What is required -
Each of the entries below should be written out exactly as it reads.

Information supplied -
== == ==
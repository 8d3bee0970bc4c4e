//! Setup-time configuration for the cache middleware.

use std::fmt;
use std::time::Duration;

use serde::Deserialize;

use super::lock::DEFAULT_LOCK_TIMEOUT;
use super::store::DEFAULT_MAX_ENTRIES;
use super::{ConfigError, KeyPolicy};

/// A duration given either as raw milliseconds or as a human-readable string.
///
/// Strings accept anything `humantime` understands (`"5 minutes"`, `"1h 30m"`,
/// `"30s"`) as well as a bare number of milliseconds (`"5000"`).
///
/// # Examples
///
/// ```
/// use std::time::Duration;
/// use routecache::cache::Lifetime;
///
/// assert_eq!(Lifetime::from("10 minutes").to_duration().unwrap(), Duration::from_secs(600));
/// assert_eq!(Lifetime::from(1500u64).to_duration().unwrap(), Duration::from_millis(1500));
/// assert!(Lifetime::from("soon").to_duration().is_err());
/// ```
#[derive(Debug, Clone, PartialEq, Eq, Deserialize)]
#[serde(untagged)]
pub enum Lifetime {
    Millis(u64),
    Text(String),
}

impl Lifetime {
    /// Parses the value, rejecting zero and malformed durations.
    pub fn to_duration(&self) -> Result<Duration, ConfigError> {
        self.parse_nonzero("lifetime")
    }

    fn parse_nonzero(&self, field: &'static str) -> Result<Duration, ConfigError> {
        let duration = match self {
            Self::Millis(ms) => Duration::from_millis(*ms),
            Self::Text(text) => {
                let text = text.trim();
                match text.parse::<u64>() {
                    Ok(ms) => Duration::from_millis(ms),
                    Err(_) => humantime::parse_duration(text).map_err(|source| {
                        ConfigError::InvalidDuration {
                            input: text.to_owned(),
                            source,
                        }
                    })?,
                }
            }
        };

        if duration.is_zero() {
            return Err(ConfigError::Zero { field });
        }
        Ok(duration)
    }
}

impl fmt::Display for Lifetime {
    fn fmt(&self, f: &mut fmt::Formatter<'_>) -> fmt::Result {
        match self {
            Self::Millis(ms) => write!(f, "{ms}ms"),
            Self::Text(text) => f.write_str(text),
        }
    }
}

impl From<u64> for Lifetime {
    fn from(ms: u64) -> Self {
        Self::Millis(ms)
    }
}

impl From<&str> for Lifetime {
    fn from(text: &str) -> Self {
        Self::Text(text.to_owned())
    }
}

impl From<String> for Lifetime {
    fn from(text: String) -> Self {
        Self::Text(text)
    }
}

impl From<Duration> for Lifetime {
    fn from(duration: Duration) -> Self {
        Self::Millis(u64::try_from(duration.as_millis()).unwrap_or(u64::MAX))
    }
}

/// Full configuration of a cache middleware instance.
///
/// Deserializable so it can live in the application's own config file:
///
/// ```
/// use routecache::cache::CacheConfig;
///
/// let config: CacheConfig = serde_json::from_str(r#"{
///     "lifetime": "5 minutes",
///     "lock_timeout": 2000,
///     "key": { "vary_headers": ["accept-language"] }
/// }"#).unwrap();
///
/// let resolved = config.resolve().unwrap();
/// assert_eq!(resolved.lifetime.as_secs(), 300);
/// assert_eq!(resolved.lock_timeout.as_millis(), 2000);
/// ```
#[derive(Debug, Clone, Deserialize)]
pub struct CacheConfig {
    /// How long a captured response stays servable.
    pub lifetime: Lifetime,
    /// How long a request waits for a concurrent fill of the same key.
    #[serde(default = "default_lock_timeout")]
    pub lock_timeout: Lifetime,
    /// Capacity of the in-memory store.
    #[serde(default = "default_max_entries")]
    pub max_entries: u64,
    #[serde(default)]
    pub key: KeyPolicy,
}

fn default_lock_timeout() -> Lifetime {
    Lifetime::from(DEFAULT_LOCK_TIMEOUT)
}

fn default_max_entries() -> u64 {
    DEFAULT_MAX_ENTRIES
}

/// [`CacheConfig`] with every duration parsed.
#[derive(Debug, Clone, PartialEq, Eq)]
pub struct ResolvedConfig {
    pub lifetime: Duration,
    pub lock_timeout: Duration,
    pub max_entries: u64,
    pub key: KeyPolicy,
}

impl CacheConfig {
    pub fn new(lifetime: impl Into<Lifetime>) -> Self {
        Self {
            lifetime: lifetime.into(),
            lock_timeout: default_lock_timeout(),
            max_entries: DEFAULT_MAX_ENTRIES,
            key: KeyPolicy::default(),
        }
    }

    #[must_use]
    pub fn lock_timeout(mut self, timeout: impl Into<Lifetime>) -> Self {
        self.lock_timeout = timeout.into();
        self
    }

    #[must_use]
    pub fn max_entries(mut self, max_entries: u64) -> Self {
        self.max_entries = max_entries;
        self
    }

    #[must_use]
    pub fn key_policy(mut self, policy: KeyPolicy) -> Self {
        self.key = policy;
        self
    }

    /// Parses every duration once.
    ///
    /// # Errors
    ///
    /// [`ConfigError`] for unparsable or zero durations and a zero capacity.
    pub fn resolve(&self) -> Result<ResolvedConfig, ConfigError> {
        if self.max_entries == 0 {
            return Err(ConfigError::Zero {
                field: "max_entries",
            });
        }
        Ok(ResolvedConfig {
            lifetime: self.lifetime.parse_nonzero("lifetime")?,
            lock_timeout: self.lock_timeout.parse_nonzero("lock_timeout")?,
            max_entries: self.max_entries,
            key: self.key.clone(),
        })
    }
}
== == ==
Response area -
repository 8d3bee0970bc4c4e
//! Setup-time configuration for the cache middleware.

use std::fmt;
use std::time::Duration;

use serde::Deserialize;

use super::lock::DEFAULT_LOCK_TIMEOUT;
use super::store::DEFAULT_MAX_ENTRIES;
use super::{ConfigError, KeyPolicy};

/// A duration given either as raw milliseconds or as a human-readable string.
///
/// Strings accept anything `humantime` understands (`"5 minutes"`, `"1h 30m"`,
/// `"30s"`) as well as a bare number of milliseconds (`"5000"`).
///
/// # Examples
///
/// ```
/// use std::time::Duration;
/// use routecache::cache::Lifetime;
///
/// assert_eq!(Lifetime::from("10 minutes").to_duration().unwrap(), Duration::from_secs(600));
/// assert_eq!(Lifetime::from(1500u64).to_duration().unwrap(), Duration::from_millis(1500));
/// assert!(Lifetime::from("soon").to_duration().is_err());
/// ```
#[derive(Debug, Clone, PartialEq, Eq, Deserialize)]
#[serde(untagged)]
pub enum Lifetime {
    Millis(u64),
    Text(String),
}

impl Lifetime {
    /// Parses the value, rejecting zero and malformed durations.
    pub fn to_duration(&self) -> Result<Duration, ConfigError> {
        self.parse_nonzero("lifetime")
    }

    fn parse_nonzero(&self, field: &'static str) -> Result<Duration, ConfigError> {
        let duration = match self {
            Self::Millis(ms) => Duration::from_millis(*ms),
            Self::Text(text) => {
                let text = text.trim();
                match text.parse::<u64>() {
                    Ok(ms) => Duration::from_millis(ms),
                    Err(_) => humantime::parse_duration(text).map_err(|source| {
                        ConfigError::InvalidDuration {
                            input: text.to_owned(),
                            source,
                        }
                    })?,
                }
            }
        };

        if duration.is_zero() {
            return Err(ConfigError::Zero { field });
        }
        Ok(duration)
    }
}

impl fmt::Display for Lifetime {
    fn fmt(&self, f: &mut fmt::Formatter<'_>) -> fmt::Result {
        match self {
            Self::Millis(ms) => write!(f, "{ms}ms"),
            Self::Text(text) => f.write_str(text),
        }
    }
}

impl From<u64> for Lifetime {
    fn from(ms: u64) -> Self {
        Self::Millis(ms)
    }
}

impl From<&str> for Lifetime {
    fn from(text: &str) -> Self {
        Self::Text(text.to_owned())
    }
}

impl From<String> for Lifetime {
    fn from(text: String) -> Self {
        Self::Text(text)
    }
}

impl From<Duration> for Lifetime {
    fn from(duration: Duration) -> Self {
        Self::Millis(u64::try_from(duration.as_millis()).unwrap_or(u64::MAX))
    }
}

/// Full configuration of a cache middleware instance.
///
/// Deserializable so it can live in the application's own config file:
///
/// ```
/// use routecache::cache::CacheConfig;
///
/// let config: CacheConfig = serde_json::from_str(r#"{
///     "lifetime": "5 minutes",
///     "lock_timeout": 2000,
///     "key": { "vary_headers": ["accept-language"] }
/// }"#).unwrap();
///
/// let resolved = config.resolve().unwrap();
/// assert_eq!(resolved.lifetime.as_secs(), 300);
/// assert_eq!(resolved.lock_timeout.as_millis(), 2000);
/// ```
#[derive(Debug, Clone, Deserialize)]
pub struct CacheConfig {
    /// How long a captured response stays servable.
    pub lifetime: Lifetime,
    /// How long a request waits for a concurrent fill of the same key.
    #[serde(default = "default_lock_timeout")]
    pub lock_timeout: Lifetime,
    /// Capacity of the in-memory store.
    #[serde(default = "default_max_entries")]
    pub max_entries: u64,
    #[serde(default)]
    pub key: KeyPolicy,
}

fn default_lock_timeout() -> Lifetime {
    Lifetime::from(DEFAULT_LOCK_TIMEOUT)
}

fn default_max_entries() -> u64 {
    DEFAULT_MAX_ENTRIES
}

/// [`CacheConfig`] with every duration parsed.
#[derive(Debug, Clone, PartialEq, Eq)]
pub struct ResolvedConfig {
    pub lifetime: Duration,
    pub lock_timeout: Duration,
    pub max_entries: u64,
    pub key: KeyPolicy,
}

impl CacheConfig {
    pub fn new(lifetime: impl Into<Lifetime>) -> Self {
        Self {
            lifetime: lifetime.into(),
            lock_timeout: default_lock_timeout(),
            max_entries: DEFAULT_MAX_ENTRIES,
            key: KeyPolicy::default(),
        }
    }

    #[must_use]
    pub fn lock_timeout(mut self, timeout: impl Into<Lifetime>) -> Self {
        self.lock_timeout = timeout.into();
        self
    }

    #[must_use]
    pub fn max_entries(mut self, max_entries: u64) -> Self {
        self.max_entries = max_entries;
        self
    }

    #[must_use]
    pub fn key_policy(mut self, policy: KeyPolicy) -> Self {
        self.key = policy;
        self
    }

    /// Parses every duration once.
    ///
    /// # Errors
    ///
    /// [`ConfigError`] for unparsable or zero durations and a zero capacity.
    pub fn resolve(&self) -> Result<ResolvedConfig, ConfigError> {
        if self.max_entries == 0 {
            return Err(ConfigError::Zero {
                field: "max_entries",
            });
        }
        Ok(ResolvedConfig {
            lifetime: self.lifetime.parse_nonzero("lifetime")?,
            lock_timeout: self.lock_timeout.parse_nonzero("lock_timeout")?,
            max_entries: self.max_entries,
            key: self.key.clone(),
        })
    }
}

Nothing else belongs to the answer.